The late A.A. Gill, in his notorious ‘Mad in Japan’ essay, concluded that the only way you could make sense of Tokyo was to think of it as a vast open-air lunatic asylum, with inmates instead of residents. Gill would have loved Arisa.

I don’t think I’ve ever encountered anything more stereotypically Japanese than Arisa. She’s a multilingual robot concierge at Nishi-Shinjuku station in central Tokyo, one of the thousands of new automatons installed in the city ahead of the Olympics next month. She has a rather creepy Doctor Who look to her — she could be Davros’s girlfriend — and she’s there to assist tourists. I considered testing Arisa by asking how to get to the famous Budokan concert hall, in the hope that she’d answer ‘Practise!’; but I’m not sure she’s programmed for humour.

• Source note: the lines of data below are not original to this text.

//! Bottom-up ordering and per-clause analysis of a resolved clause graph.

use crate::clause::{Clause, ClauseId, ClauseKind};
use crate::error::GrammarError;
use compact_str::CompactString;
use lasso::Rodeo;

/// Rebuild the arena with only the clauses reachable from `roots`, in
/// bottom-up order, remapping `roots` to the new ids.
///
/// # Panics
///
/// Panics if a rule reference survived resolution.
pub(crate) fn compact_bottom_up(clauses: Vec<Clause>, roots: &mut [ClauseId]) -> Vec<Clause> {
    fn visit(clauses: &[Clause], id: usize, visited: &mut [bool], order: &mut Vec<usize>) {
        if visited[id] {
            return;
        }
        visited[id] = true;
        for slot in clauses[id].children() {
            visit(clauses, slot.clause.index(), visited, order);
        }
        order.push(id);
    }

    let mut visited = vec![false; clauses.len()];
    let mut order = Vec::new();
    for root in roots.iter() {
        visit(&clauses, root.index(), &mut visited, &mut order);
    }

    let mut new_id = vec![None; clauses.len()];
    for (new, &old) in order.iter().enumerate() {
        new_id[old] = Some(ClauseId::new(new));
    }
    let remap = |id: ClauseId| new_id[id.index()].unwrap_or_else(|| unreachable!());

    let mut slots: Vec<Option<Clause>> = clauses.into_iter().map(Some).collect();
    let mut out = Vec::with_capacity(order.len());
    for old in order {
        let Some(mut clause) = slots[old].take() else {
            unreachable!("clause visited twice");
        };
        if let ClauseKind::RuleRef(name) = &clause.kind {
            panic!("unresolved rule reference {name} survived grammar compilation");
        }
        for slot in clause.kind.children_mut() {
            slot.clause = remap(slot.clause);
        }
        out.push(clause);
    }
    for root in roots.iter_mut() {
        *root = remap(*root);
    }
    out
}

/// Fail if a cycle is reachable from the lexical rule's clause.
pub(crate) fn check_lexical_acyclic(
    clauses: &[Clause],
    root: ClauseId,
    rule: &str,
    rodeo: &Rodeo,
) -> Result<(), GrammarError> {
    #[derive(Clone, Copy, PartialEq)]
    enum State {
        Unvisited,
        OnPath,
        Done,
    }

    fn visit(
        clauses: &[Clause],
        id: usize,
        state: &mut [State],
    ) -> Result<(), usize> {
        match state[id] {
            State::OnPath => return Err(id),
            State::Done => return Ok(()),
            State::Unvisited => {}
        }
        state[id] = State::OnPath;
        for slot in clauses[id].children() {
            visit(clauses, slot.clause.index(), state)?;
        }
        state[id] = State::Done;
        Ok(())
    }

    let mut state = vec![State::Unvisited; clauses.len()];
    visit(clauses, root.index(), &mut state).map_err(|id| GrammarError::LexicalCycle {
        rule: CompactString::from(rule),
        clause: CompactString::from(rodeo.resolve(&clauses[id].canonical)),
    })
}

/// Compute the always-matches and can-match-zero flags.
///
/// Flags only ever go from `false` to `true`, so iterating the bottom-up
/// order until nothing changes also settles clauses inside cycles.
pub(crate) fn compute_match_flags(
    clauses: &mut [Clause],
    rodeo: &Rodeo,
) -> Result<(), GrammarError> {
    loop {
        let mut changed = false;
        for i in 0..clauses.len() {
            let (always, zero) = clauses[i].test_always_matches(clauses).map_err(|index| {
                GrammarError::ShadowedAlternative {
                    clause: CompactString::from(rodeo.resolve(&clauses[i].canonical)),
                    index,
                }
            })?;
            let clause = &mut clauses[i];
            if always != clause.always_matches || zero != clause.can_match_zero {
                clause.always_matches |= always;
                clause.can_match_zero |= zero;
                changed = true;
            }
        }
        if !changed {
            return Ok(());
        }
    }
}

/// Mark every clause from which no cycle is reachable, and assign strata.
///
/// Cycles are found as the non-trivial strongly connected components
/// (Tarjan), plus single clauses that list themselves as a child. Tarjan
/// emits components children first, which is the order strata are
/// computed in.
///
/// # Errors
///
/// Returns [`GrammarError::LookaheadCycle`] if a negative lookahead shares
/// a component with its child.
pub(crate) fn mark_acyclic(clauses: &mut [Clause], rodeo: &Rodeo) -> Result<(), GrammarError> {
    struct Tarjan<'a> {
        clauses: &'a [Clause],
        index: Vec<Option<usize>>,
        low: Vec<usize>,
        on_stack: Vec<bool>,
        stack: Vec<usize>,
        next: usize,
        components: Vec<Vec<usize>>,
    }

    impl Tarjan<'_> {
        fn visit(&mut self, v: usize) {
            self.index[v] = Some(self.next);
            self.low[v] = self.next;
            self.next += 1;
            self.stack.push(v);
            self.on_stack[v] = true;

            for slot in self.clauses[v].children() {
                let w = slot.clause.index();
                match self.index[w] {
                    None => {
                        self.visit(w);
                        self.low[v] = self.low[v].min(self.low[w]);
                    }
                    Some(iw) if self.on_stack[w] => self.low[v] = self.low[v].min(iw),
                    Some(_) => {}
                }
            }

            if self.index[v] == Some(self.low[v]) {
                let mut component = Vec::new();
                while let Some(w) = self.stack.pop() {
                    self.on_stack[w] = false;
                    component.push(w);
                    if w == v {
                        break;
                    }
                }
                self.components.push(component);
            }
        }
    }

    let n = clauses.len();
    let components = {
        let mut tarjan = Tarjan {
            clauses,
            index: vec![None; n],
            low: vec![0; n],
            on_stack: vec![false; n],
            stack: Vec::new(),
            next: 0,
            components: Vec::new(),
        };
        for v in 0..n {
            if tarjan.index[v].is_none() {
                tarjan.visit(v);
            }
        }
        tarjan.components
    };

    let mut component_of = vec![0; n];
    let mut cyclic = vec![false; n];
    for (c, members) in components.iter().enumerate() {
        let self_loop = |&m: &usize| clauses[m].children().iter().any(|s| s.clause.index() == m);
        let is_cycle = members.len() > 1 || members.iter().any(self_loop);
        for &m in members {
            component_of[m] = c;
            cyclic[m] = is_cycle;
        }
    }

    // Outside a cycle every child precedes its parent in bottom-up order
    for i in 0..n {
        let acyclic = !cyclic[i]
            && clauses[i]
                .children()
                .iter()
                .all(|s| clauses[s.clause.index()].acyclic);
        clauses[i].acyclic = acyclic;
    }

    let mut strata = vec![0u32; components.len()];
    for (c, members) in components.iter().enumerate() {
        let mut stratum = 0;
        for &m in members {
            let negative = matches!(clauses[m].kind, ClauseKind::NotFollowedBy(_));
            for slot in clauses[m].children() {
                let child = slot.clause.index();
                if component_of[child] == c {
                    if negative {
                        return Err(GrammarError::LookaheadCycle {
                            clause: CompactString::from(rodeo.resolve(&clauses[m].canonical)),
                        });
                    }
                    continue;
                }
                // An acyclic child is decided top-down, without the memo table
                let step = u32::from(negative && !clauses[child].acyclic);
                stratum = stratum.max(strata[component_of[child]] + step);
            }
        }
        strata[c] = stratum;
    }
    for (clause, &c) in clauses.iter_mut().zip(&component_of) {
        clause.stratum = strata[c];
    }
    Ok(())
}

/// Register each memoized clause as a seed parent of its seed children.
///
/// Must run after [`compute_match_flags`]: a `Seq` seeds past children that
/// can match zero characters.
pub(crate) fn link_seed_parents(clauses: &mut [Clause]) {
    for i in 0..clauses.len() {
        if !clauses[i].is_memoized() {
            continue;
        }
        let parent = ClauseId::new(i);
        for child in clauses[i].seed_children(clauses) {
            let parents = &mut clauses[child.index()].seed_parents;
            if !parents.contains(&parent) {
                parents.push(parent);
            }
        }
    }
}

#[cfg(test)]
mod tests {
    use super::*;
    use crate::clause::{CharSet, ChildSlot};
    use smallvec::smallvec;

    fn build(kinds: Vec<ClauseKind>) -> (Vec<Clause>, Rodeo) {
        let mut rodeo = Rodeo::new();
        let clauses = kinds
            .into_iter()
            .enumerate()
            .map(|(i, kind)| Clause::new(kind, rodeo.get_or_intern(format!("c{i}"))))
            .collect();
        (clauses, rodeo)
    }

    fn slot(i: usize) -> ChildSlot {
        ChildSlot::new(ClauseId::new(i))
    }

    #[test]
    fn test_compaction_orders_children_first_and_drops_unreachable() {
        let (clauses, _) = build(vec![
            ClauseKind::Seq(smallvec![slot(2), slot(3)]),
            ClauseKind::CharSet(CharSet::single('z')),
            ClauseKind::CharSet(CharSet::single('a')),
            ClauseKind::CharSet(CharSet::single('b')),
        ]);
        let mut roots = [ClauseId::new(0)];
        let out = compact_bottom_up(clauses, &mut roots);
        assert_eq!(out.len(), 3);
        assert_eq!(roots[0], ClauseId::new(2));
        assert_eq!(
            out[2].children().iter().map(|s| s.clause).collect::<Vec<_>>(),
            vec![ClauseId::new(0), ClauseId::new(1)]
        );
    }

    #[test]
    fn test_cycle_members_are_not_acyclic() {
        // 0: 'a', 1: 0 2, 2: 1 / 0, 3: 0+
        let (mut clauses, rodeo) = build(vec![
            ClauseKind::CharSet(CharSet::single('a')),
            ClauseKind::Seq(smallvec![slot(0), slot(2)]),
            ClauseKind::First(smallvec![slot(1), slot(0)]),
            ClauseKind::OneOrMore(slot(0)),
        ]);
        mark_acyclic(&mut clauses, &rodeo).unwrap();
        assert!(clauses[0].is_acyclic());
        assert!(!clauses[1].is_acyclic());
        assert!(!clauses[2].is_acyclic());
        assert!(clauses[3].is_acyclic());
    }

    #[test]
    fn test_negative_lookahead_over_cycle_is_a_stratum_higher() {
        // 0: 'y', 1: 2 0, 2: 1 / 0, 3: 'x', 4: !2, 5: 3 4, 6: !0
        let (mut clauses, rodeo) = build(vec![
            ClauseKind::CharSet(CharSet::single('y')),
            ClauseKind::Seq(smallvec![slot(2), slot(0)]),
            ClauseKind::First(smallvec![slot(1), slot(0)]),
            ClauseKind::CharSet(CharSet::single('x')),
            ClauseKind::NotFollowedBy(slot(2)),
            ClauseKind::Seq(smallvec![slot(3), slot(4)]),
            ClauseKind::NotFollowedBy(slot(0)),
        ]);
        mark_acyclic(&mut clauses, &rodeo).unwrap();
        assert_eq!(clauses[1].stratum(), 0);
        assert_eq!(clauses[2].stratum(), 0);
        assert_eq!(clauses[4].stratum(), 1);
        assert_eq!(clauses[5].stratum(), 1);
        // Decided top-down, so no extra layer
        assert_eq!(clauses[6].stratum(), 0);
    }

    #[test]
    fn test_negative_lookahead_inside_its_cycle_is_rejected() {
        // 0: 'a', 1: 0 2, 2: !1
        let (mut clauses, rodeo) = build(vec![
            ClauseKind::CharSet(CharSet::single('a')),
            ClauseKind::Seq(smallvec![slot(0), slot(2)]),
            ClauseKind::NotFollowedBy(slot(1)),
        ]);
        let err = mark_acyclic(&mut clauses, &rodeo).unwrap_err();
        assert!(matches!(err, GrammarError::LookaheadCycle { .. }), "{err}");
    }

    #[test]
    fn test_lexical_cycle_is_detected() {
        let (clauses, rodeo) = build(vec![
            ClauseKind::CharSet(CharSet::single('a')),
            ClauseKind::Seq(smallvec![slot(0), slot(2)]),
            ClauseKind::First(smallvec![slot(1), slot(0)]),
        ]);
        let err = check_lexical_acyclic(&clauses, ClauseId::new(2), "Lex", &rodeo).unwrap_err();
        assert!(matches!(err, GrammarError::LexicalCycle { ref rule, .. } if rule == "Lex"));
    }

    #[test]
    fn test_shared_subclause_is_not_a_lexical_cycle() {
        let (clauses, rodeo) = build(vec![
            ClauseKind::CharSet(CharSet::single('a')),
            ClauseKind::Seq(smallvec![slot(0), slot(0)]),
        ]);
        assert!(check_lexical_acyclic(&clauses, ClauseId::new(1), "Lex", &rodeo).is_ok());
    }

    #[test]
    fn test_flags_settle_inside_cycles() {
        // 0: (), 1: 3 / (), 2: 1+, 3: 2 'a'
        let (mut clauses, rodeo) = build(vec![
            ClauseKind::Nothing,
            ClauseKind::First(smallvec![slot(3), slot(0)]),
            ClauseKind::OneOrMore(slot(1)),
            ClauseKind::Seq(smallvec![slot(2), slot(4)]),
            ClauseKind::CharSet(CharSet::single('a')),
        ]);
        compute_match_flags(&mut clauses, &rodeo).unwrap();
        assert!(clauses[1].always_matches());
        assert!(clauses[2].always_matches());
        assert!(!clauses[3].always_matches());
        assert!(!clauses[3].can_match_zero());
    }

    #[test]
    fn test_seed_parents_skip_negative_lookahead() {
        let (mut clauses, rodeo) = build(vec![
            ClauseKind::CharSet(CharSet::single('a')),
            ClauseKind::NotFollowedBy(slot(0)),
            ClauseKind::FollowedBy(slot(0)),
        ]);
        compute_match_flags(&mut clauses, &rodeo).unwrap();
        link_seed_parents(&mut clauses);
        assert_eq!(clauses[0].seed_parents(), &[ClauseId::new(2)]);
    }
}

The eccentricity of Japan is all-enveloping and inescapable: the frighteningly shrill screamed chorus of ‘Welcome’ whenever you enter a shop; the bizarre Japanese–English on packaging and billboards, hastily ‘translated’, presumably by non-native speakers, and apparently never checked. (‘The Day Nice Hotel’ and ‘Soup for Sluts’ are my personal favourites.) Then there are the council rose-bush pruners who wear crash helmets to do their work; the incomprehensible address system that makes a new location impossible to find (even with a robot assistant); the dangerous food, the highly prized but poisonous fugu pufferfish which kills a handful of people each year but is still sold as a delicacy. I could go on.

But Gill’s problem may have been that he didn’t stick around long enough (he hated the food). …

As Dikko Henderson, James Bond’s man in Japan, says as he fixes 007 a drink:‘I’ve been in Tokyo 20 years and I’m only beginning to find my way around.’ I imagine he wasn’t merely referring to directions.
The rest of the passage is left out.